(Cerpen Femina) Malaikat Kecil, Cerpen Lucy Liestiyo

Bangunan berlantai dua itu didominasi warna biru. Bentuknya memanjang dilengkapi sederet ruangan berkaca, menerbitkan kesan sebuah gedung sekolah. Rindang pepohonan besar yang berbaris di satu sisinya memberi keteduhan. Sedangkan di bagian depan, tanaman hias tampak sedap dipandang mata.

“Ya, ini tempatnya,” kata Heni, seraya memperlambat laju kendaraannya, memasuki jalan kecil yang ia duga merupakan jalan masuknya. Gambaran yang dilihatnya sama dengan arahan dari Mbak Asih via telepon dalam perjalanan tadi.

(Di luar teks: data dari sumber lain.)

// Recognizer capability and its output types
use crate::error::CaptchaResult;
use image::RgbImage;
use serde::{Deserialize, Serialize};

/// Axis-aligned box in text-view pixel coordinates
#[derive(Debug, Clone, Copy, PartialEq, Default, Serialize, Deserialize)]
pub struct Rect {
    pub x: u32,
    pub y: u32,
    pub width: u32,
    pub height: u32,
}

impl Rect {
    pub fn new(x: u32, y: u32, width: u32, height: u32) -> Self {
        Self {
            x,
            y,
            width,
            height,
        }
    }

    pub fn center(&self) -> (u32, u32) {
        (
            self.x.saturating_add(self.width / 2),
            self.y.saturating_add(self.height / 2),
        )
    }

    pub fn contains_point(&self, x: u32, y: u32) -> bool {
        // Regions come from user config and may reach past u32::MAX
        x >= self.x
            && x < self.x.saturating_add(self.width)
            && y >= self.y
            && y < self.y.saturating_add(self.height)
    }
}

/// One OCR hypothesis
#[derive(Debug, Clone, PartialEq, Serialize)]
pub struct RecognizedText {
    pub text: String,
    /// 0.0 to 1.0
    pub confidence: f32,
    pub bbox: Rect,
}

impl RecognizedText {
    pub fn new(text: impl Into<String>, confidence: f32, bbox: Rect) -> Self {
        Self {
            text: text.into(),
            confidence,
            bbox,
        }
    }
}

/// External text recognizer, loaded once and shared across frames
pub trait TextRecognizer: Send + Sync {
    /// Returns zero or more hypotheses in no particular order
    fn recognize(&self, image: &RgbImage) -> CaptchaResult<Vec<RecognizedText>>;
}

#[cfg(test)]
mod tests {
    use super::*;

    #[test]
    fn test_rect_contains_point() {
        let rect = Rect::new(10, 20, 30, 5);
        assert_eq!(rect.center(), (25, 22));
        assert!(rect.contains_point(10, 20));
        assert!(!rect.contains_point(40, 22));
        assert!(!rect.contains_point(12, 25));
    }

    #[test]
    fn test_rect_near_u32_max_does_not_overflow() {
        let rect = Rect::new(u32::MAX - 5, u32::MAX - 5, 100, u32::MAX);
        assert!(rect.contains_point(u32::MAX - 1, u32::MAX - 2));
        assert!(!rect.contains_point(3, 3));
        assert_eq!(rect.center(), (u32::MAX, u32::MAX));
    }
}
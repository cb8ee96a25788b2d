/// Template matching module for locating banners, creatures and markers
///
/// This module provides:
/// - Zero-mean normalized cross-correlation with optional validity masks
/// - Multi-scale search with per-scale parallelism
/// - Greedy radius-aware de-duplication of overlapping hits
pub mod config;
pub mod matcher;
pub mod nms;
pub mod types;

pub use config::{MatchConfig, banner_config, creature_config, marker_config};
pub use matcher::TemplateMatcher;
pub use nms::suppress_overlaps;
pub use types::{Match, Template, center_distance};
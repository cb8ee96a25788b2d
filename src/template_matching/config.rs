//! Configuration for template matching operations

use serde::Deserialize;

#[derive(Debug, Clone, PartialEq, Deserialize)]
#[serde(default)]
pub struct MatchConfig {
    /// Minimum correlation score for a location to become a candidate (-1.0 to 1.0)
    pub threshold: f32,
    /// Scale factors applied to the template before matching
    pub scales: Vec<f32>,
}

impl Default for MatchConfig {
    fn default() -> Self {
        Self {
            threshold: 0.8,
            scales: vec![1.0],
        }
    }
}

/// Challenge banner: small rendered text on a filtered mask, wide scale sweep
pub fn banner_config() -> MatchConfig {
    MatchConfig {
        threshold: 0.6,
        scales: vec![0.3, 0.4, 0.5, 0.6, 0.7, 0.8, 0.9, 1.0],
    }
}

/// Per-creature icon, rendered at native size
pub fn creature_config() -> MatchConfig {
    MatchConfig {
        threshold: 0.7,
        scales: vec![1.0],
    }
}

/// Selectable marker icons (pokeballs); the template is a large render
pub fn marker_config() -> MatchConfig {
    MatchConfig {
        threshold: 0.7,
        scales: vec![0.35, 0.4, 0.45, 0.5, 0.6],
    }
}
//! Picking the OCR hypothesis that carries the challenge name

use super::catalog::NameCatalog;
use super::resolver::{ResolvedName, extract_name_candidate, is_question_word, resolve};
use crate::ocr::{Rect, RecognizedText};
use serde::Deserialize;
use std::cmp::Ordering;

/// Rule for choosing which recognizer hypothesis names the target
#[derive(Debug, Clone, PartialEq, Default, Deserialize)]
#[serde(rename_all = "snake_case")]
pub enum NameSelection {
    /// Hypothesis at a fixed position in the recognizer output. Unverified:
    /// recognizers do not promise a stable order.
    Index(usize),
    /// Hypotheses whose box center lies inside this region of the text view,
    /// highest confidence first
    Region(Rect),
    /// Resolve every hypothesis and keep the closest catalog hit
    #[default]
    BestResolved,
}

/// A resolved name together with the hypothesis it came from
#[derive(Debug, Clone, PartialEq)]
pub struct NameHit {
    pub name: ResolvedName,
    pub source: RecognizedText,
}

/// Apply `selection` to the hypotheses and resolve the chosen text
pub fn select_name(
    hypotheses: &[RecognizedText],
    selection: &NameSelection,
    catalog: &NameCatalog,
    max_distance: usize,
) -> Option<NameHit> {
    let candidates: Vec<&RecognizedText> = match selection {
        NameSelection::Index(index) => hypotheses.get(*index).into_iter().collect(),
        NameSelection::Region(region) => {
            let mut inside: Vec<&RecognizedText> = hypotheses
                .iter()
                .filter(|h| {
                    let (cx, cy) = h.bbox.center();
                    region.contains_point(cx, cy) && !is_question_word(&h.text)
                })
                .collect();
            inside.sort_by(|a, b| {
                b.confidence
                    .partial_cmp(&a.confidence)
                    .unwrap_or(Ordering::Equal)
            });
            inside
        }
        // Word-level recognizers split the question off the name; those words
        // would otherwise resolve on their own ("Onde" is close to "Onix")
        NameSelection::BestResolved => hypotheses
            .iter()
            .filter(|h| !is_question_word(&h.text))
            .collect(),
    };

    let mut best: Option<NameHit> = None;
    for hypothesis in candidates {
        let cleaned = extract_name_candidate(&hypothesis.text);
        let Some(name) = resolve(&cleaned, catalog, max_distance) else {
            continue;
        };
        let better = match &best {
            None => true,
            Some(current) => {
                name.distance < current.name.distance
                    || (name.distance == current.name.distance
                        && hypothesis.confidence > current.source.confidence)
            }
        };
        if better {
            best = Some(NameHit {
                name,
                source: hypothesis.clone(),
            });
        }
        // Region and Index use the first usable hypothesis only
        if !matches!(selection, NameSelection::BestResolved) && best.is_some() {
            break;
        }
    }
    best
}
//! Text recognizer backed by the `tesseract` command line tool.

use super::types::{Rect, RecognizedText, TextRecognizer};
use crate::error::{CaptchaError, CaptchaResult};
use image::RgbImage;
use std::path::PathBuf;
use std::process::Command;
use tempfile::NamedTempFile;

/// Runs `tesseract <png> stdout ... tsv` and reports one hypothesis per word
#[derive(Debug, Clone)]
pub struct TesseractRecognizer {
    executable: PathBuf,
    language: String,
    tessdata_dir: Option<PathBuf>,
}

/// The challenge overlay is Portuguese ("Onde está ...?")
pub const DEFAULT_LANGUAGE: &str = "por";

impl Default for TesseractRecognizer {
    fn default() -> Self {
        Self {
            executable: PathBuf::from("tesseract"),
            language: DEFAULT_LANGUAGE.to_string(),
            tessdata_dir: None,
        }
    }
}

impl TesseractRecognizer {
    pub fn new(executable: impl Into<PathBuf>, language: impl Into<String>) -> Self {
        Self {
            executable: executable.into(),
            language: language.into(),
            tessdata_dir: None,
        }
    }

    pub fn with_tessdata_dir(mut self, dir: impl Into<PathBuf>) -> Self {
        self.tessdata_dir = Some(dir.into());
        self
    }
}

impl TextRecognizer for TesseractRecognizer {
    fn recognize(&self, image: &RgbImage) -> CaptchaResult<Vec<RecognizedText>> {
        let temp_input = NamedTempFile::with_suffix(".png")?;
        image
            .save(temp_input.path())
            .map_err(|e| CaptchaError::RecognizerFailure {
                description: format!("could not write OCR input: {e}"),
            })?;

        let mut command = Command::new(&self.executable);
        command.arg(temp_input.path()).arg("stdout");
        if let Some(dir) = &self.tessdata_dir {
            command.arg("--tessdata-dir").arg(dir);
        }
        // psm 11: sparse text, the banner words are scattered over the overlay
        command
            .arg("-l")
            .arg(&self.language)
            .arg("--psm")
            .arg("11")
            .arg("tsv");

        let output = command.output().map_err(|e| CaptchaError::RecognizerFailure {
            description: format!("could not run {:?}: {e}", self.executable),
        })?;

        if !output.status.success() {
            let stderr = String::from_utf8_lossy(&output.stderr);
            return Err(CaptchaError::RecognizerFailure {
                description: format!("tesseract failed: {}", stderr.trim()),
            });
        }

        let hypotheses = parse_tsv_output(&String::from_utf8_lossy(&output.stdout));
        log::debug!("📝 tesseract returned {} words", hypotheses.len());
        Ok(hypotheses)
    }
}

/// Parses Tesseract TSV output into word-level hypotheses
fn parse_tsv_output(tsv: &str) -> Vec<RecognizedText> {
    let mut words = Vec::new();

    for line in tsv.lines().skip(1) {
        // level, page_num, block_num, par_num, line_num, word_num,
        // left, top, width, height, conf, text
        let fields: Vec<&str> = line.split('\t').collect();
        if fields.len() < 12 {
            continue;
        }

        // Level 5 = word
        if fields[0].parse::<i32>().unwrap_or(-1) != 5 {
            continue;
        }

        let text = fields[11].trim();
        let conf: f32 = fields[10].parse().unwrap_or(-1.0);
        if text.is_empty() || conf < 0.0 {
            continue;
        }

        let coords: Vec<u32> = fields[6..10]
            .iter()
            .map(|f| f.parse().unwrap_or(0))
            .collect();

        words.push(RecognizedText::new(
            text,
            (conf / 100.0).clamp(0.0, 1.0),
            Rect::new(coords[0], coords[1], coords[2], coords[3]),
        ));
    }

    words
}

#[cfg(test)]
mod tests {
    use super::*;

    const SAMPLE: &str = "level\tpage_num\tblock_num\tpar_num\tline_num\tword_num\tleft\ttop\twidth\theight\tconf\ttext
1\t1\t0\t0\t0\t0\t0\t0\t400\t120\t-1\t
4\t1\t1\t1\t1\t0\t10\t20\t300\t30\t-1\t
5\t1\t1\t1\t1\t1\t10\t20\t60\t30\t91.5\tOnde
5\t1\t1\t1\t1\t2\t80\t20\t50\t30\t88\testá
5\t1\t1\t1\t1\t3\t140\t22\t120\t28\t73.25\tArcanine?
5\t1\t1\t1\t1\t4\t270\t22\t10\t28\t-1\t
";

    #[test]
    fn test_parse_words_only() {
        let words = parse_tsv_output(SAMPLE);
        let texts: Vec<&str> = words.iter().map(|w| w.text.as_str()).collect();
        assert_eq!(texts, vec!["Onde", "está", "Arcanine?"]);
        assert_eq!(words[2].bbox, Rect::new(140, 22, 120, 28));
        assert!((words[0].confidence - 0.915).abs() < 1e-6);
    }

    #[test]
    fn test_parse_garbage() {
        assert!(parse_tsv_output("").is_empty());
        assert!(parse_tsv_output("header\nnot\ta\tvalid\tline").is_empty());
    }

    #[test]
    fn test_default_reads_portuguese() {
        let recognizer = TesseractRecognizer::default();
        assert_eq!(recognizer.language, "por");
        assert_eq!(TesseractRecognizer::new("tesseract", "eng").language, "eng");
    }

    #[test]
    fn test_missing_executable_is_recognizer_failure() {
        let recognizer = TesseractRecognizer::new("/nonexistent/tesseract-binary", "eng");
        let err = recognizer.recognize(&RgbImage::new(4, 4)).unwrap_err();
        assert!(matches!(err, CaptchaError::RecognizerFailure { .. }));
    }
}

“Tepat Hen. Itu di depan tempat parkirnya,” kata Fia, yang mengalihkan pandang dari sepanjang dinding putih yang membentang persis di sebelah kiri jalan masuk. Warna yang familiar bagi suatu bangunan balai kesehatan.
Sekitar tujuh unit mobil berpelat nomor B terparkir rapi. Heni segera mengambil tempat paling ujung dan dengan mulus memarkirkan kendaraan di sana. Dia memang berencana melewatkan waktu cukup lama di sini dan tak ingin mengganggu akses keluar tamu lainnya.

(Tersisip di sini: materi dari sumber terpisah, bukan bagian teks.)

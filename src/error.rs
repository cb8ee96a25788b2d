use std::path::PathBuf;
use thiserror::Error;

/// A specialized `Result` type for captcha pipeline operations.
pub type CaptchaResult<T> = Result<T, CaptchaError>;

/// The error type for all captcha pipeline operations.
#[derive(Debug, Error)]
pub enum CaptchaError {
    #[error("Asset not found at {path:?}")]
    AssetNotFound { path: PathBuf },

    #[error("Failed to decode asset {path:?}: {source}")]
    AssetDecode {
        path: PathBuf,
        source: image::ImageError,
    },

    #[error("Template '{name}' is unusable: {reason}")]
    InvalidTemplate { name: String, reason: String },

    #[error("No catalog name close enough to '{text}'")]
    NoConfidentName { text: String },

    #[error("Text recognizer failed: {description}")]
    RecognizerFailure { description: String },

    #[error("Text recognizer timed out after {duration:?}")]
    RecognizerTimeout { duration: std::time::Duration },

    #[error("Frame source error: {description}")]
    FrameSource { description: String },

    #[error("Invalid configuration in {path:?}: {description}")]
    Config { path: PathBuf, description: String },

    #[error("I/O error: {source}")]
    Io {
        #[from]
        source: std::io::Error,
    },

    #[error("Task failed to complete: {source}")]
    Join {
        #[from]
        source: tokio::task::JoinError,
    },
}

impl CaptchaError {
    /// Errors that end the current challenge and send the session back to `Idle`.
    pub fn is_session_abort(&self) -> bool {
        matches!(
            self,
            CaptchaError::AssetNotFound { .. }
                | CaptchaError::AssetDecode { .. }
                | CaptchaError::InvalidTemplate { .. }
                | CaptchaError::NoConfidentName { .. }
                | CaptchaError::RecognizerFailure { .. }
                | CaptchaError::RecognizerTimeout { .. }
                | CaptchaError::Join { .. }
        )
    }

    /// Recognizer failures degrade to "no confident name".
    pub fn is_name_failure(&self) -> bool {
        matches!(
            self,
            CaptchaError::NoConfidentName { .. }
                | CaptchaError::RecognizerFailure { .. }
                | CaptchaError::RecognizerTimeout { .. }
                | CaptchaError::Join { .. }
        )
    }

    pub(crate) fn asset_not_found(path: impl Into<PathBuf>) -> Self {
        CaptchaError::AssetNotFound { path: path.into() }
    }
}

#[cfg(test)]
mod tests {
    use super::*;
    use std::time::Duration;

    #[test]
    fn test_abort_classification() {
        assert!(CaptchaError::asset_not_found("creatures/arcanine.png").is_session_abort());
        assert!(
            CaptchaError::RecognizerTimeout {
                duration: Duration::from_millis(10)
            }
            .is_name_failure()
        );
        let cfg = CaptchaError::Config {
            path: "cfg.json".into(),
            description: "bad".to_string(),
        };
        assert!(!cfg.is_session_abort());
        assert!(!CaptchaError::asset_not_found("x.png").is_name_failure());
    }
}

“Yuk!” Disentuhnya pundak Fia setelah memasukkan tablet ke tas bahunya.
“Ya.” Fia turun dan mengikuti langkah lebar Heni menuju pintu belakang mobil, membantu menurunkan barang bawaan di bagasi. Empat buah tas plastik besar berisi pakaian anak-anak, mainan dan susu formula. Juga satu kantong plastik bertuliskan nama perusahaan bakery terkenal. Ide yang meluncur di pikiran Fia sekeluarnya kendaraan dari jalan bebas hambatan tadi, singgah sejenak di toko kue demi membawakan juga oleh-oleh bagi pengurus dan para penjaga.
Semilir angin menerpa wajah Fia. Dia melayangkan pandang ke sekeliling dan seketika merasakan ada kedamaian yang menyapa. Tawa ceria bocah-bocah kecil, lelaki dan perempuan, sontak mampir di telinganya. Rata-rata berusia 3 hingga 5 tahun dengan raut wajah menawan. Hidung mancung, alis tebal, kelopak mata besar serta tingkah yang ekspresif.

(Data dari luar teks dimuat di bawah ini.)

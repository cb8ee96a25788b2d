//! Region-of-interest cropping

use image::{GenericImageView, RgbImage};
use serde::Deserialize;

/// Window of `scale` times the frame size centred at `(w / cx_div, h / cy_div)`
#[derive(Debug, Clone, Copy, PartialEq, Deserialize)]
#[serde(default)]
pub struct CenteredCrop {
    pub scale: f32,
    pub cx_div: f32,
    pub cy_div: f32,
}

impl Default for CenteredCrop {
    /// The challenge overlay sits left of centre in the upper quarter
    fn default() -> Self {
        Self {
            scale: 0.4,
            cx_div: 2.4,
            cy_div: 4.0,
        }
    }
}

impl CenteredCrop {
    /// Crop bounds `(x, y, width, height)` clamped to a `width` x `height` frame
    pub fn bounds(&self, width: u32, height: u32) -> (u32, u32, u32, u32) {
        let (w, h) = (width as f32, height as f32);
        let (cx, cy) = (w / self.cx_div, h / self.cy_div);
        let (half_w, half_h) = (w * self.scale / 2.0, h * self.scale / 2.0);

        let left = (cx - half_w).clamp(0.0, w).round() as u32;
        let right = (cx + half_w).clamp(0.0, w).round() as u32;
        let top = (cy - half_h).clamp(0.0, h).round() as u32;
        let bottom = (cy + half_h).clamp(0.0, h).round() as u32;
        (left, top, right.saturating_sub(left), bottom.saturating_sub(top))
    }

    /// Cropped copy of `frame` and its top-left corner in frame coordinates
    pub fn apply(&self, frame: &RgbImage) -> (RgbImage, (u32, u32)) {
        let (x, y, width, height) = self.bounds(frame.width(), frame.height());
        (frame.view(x, y, width, height).to_image(), (x, y))
    }
}

#[cfg(test)]
mod tests {
    use super::*;

    #[test]
    fn test_default_crop_on_full_hd() {
        // centre (800, 270), window 768x432
        let bounds = CenteredCrop::default().bounds(1920, 1080);
        assert_eq!(bounds, (416, 54, 768, 432));
    }

    #[test]
    fn test_crop_is_clamped() {
        let crop = CenteredCrop {
            scale: 1.0,
            cx_div: 4.0,
            cy_div: 4.0,
        };
        let (x, y, w, h) = crop.bounds(100, 80);
        assert_eq!((x, y), (0, 0));
        assert_eq!((w, h), (75, 60));

        let (image, origin) = crop.apply(&RgbImage::new(100, 80));
        assert_eq!(origin, (0, 0));
        assert_eq!(image.dimensions(), (75, 60));
    }
}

Sebagian besar berlarian menuju taman, mengikuti seorang wanita muda yang menurut perkiraan Fia adalah salah satu pengasuh. Ada pula yang tengah menaiki sepeda roda tiga berwarna merah, didorong teman sepermainannya. Lalu ada jeritan dan tangisan dari arah taman. Fia mengernyitkan kening.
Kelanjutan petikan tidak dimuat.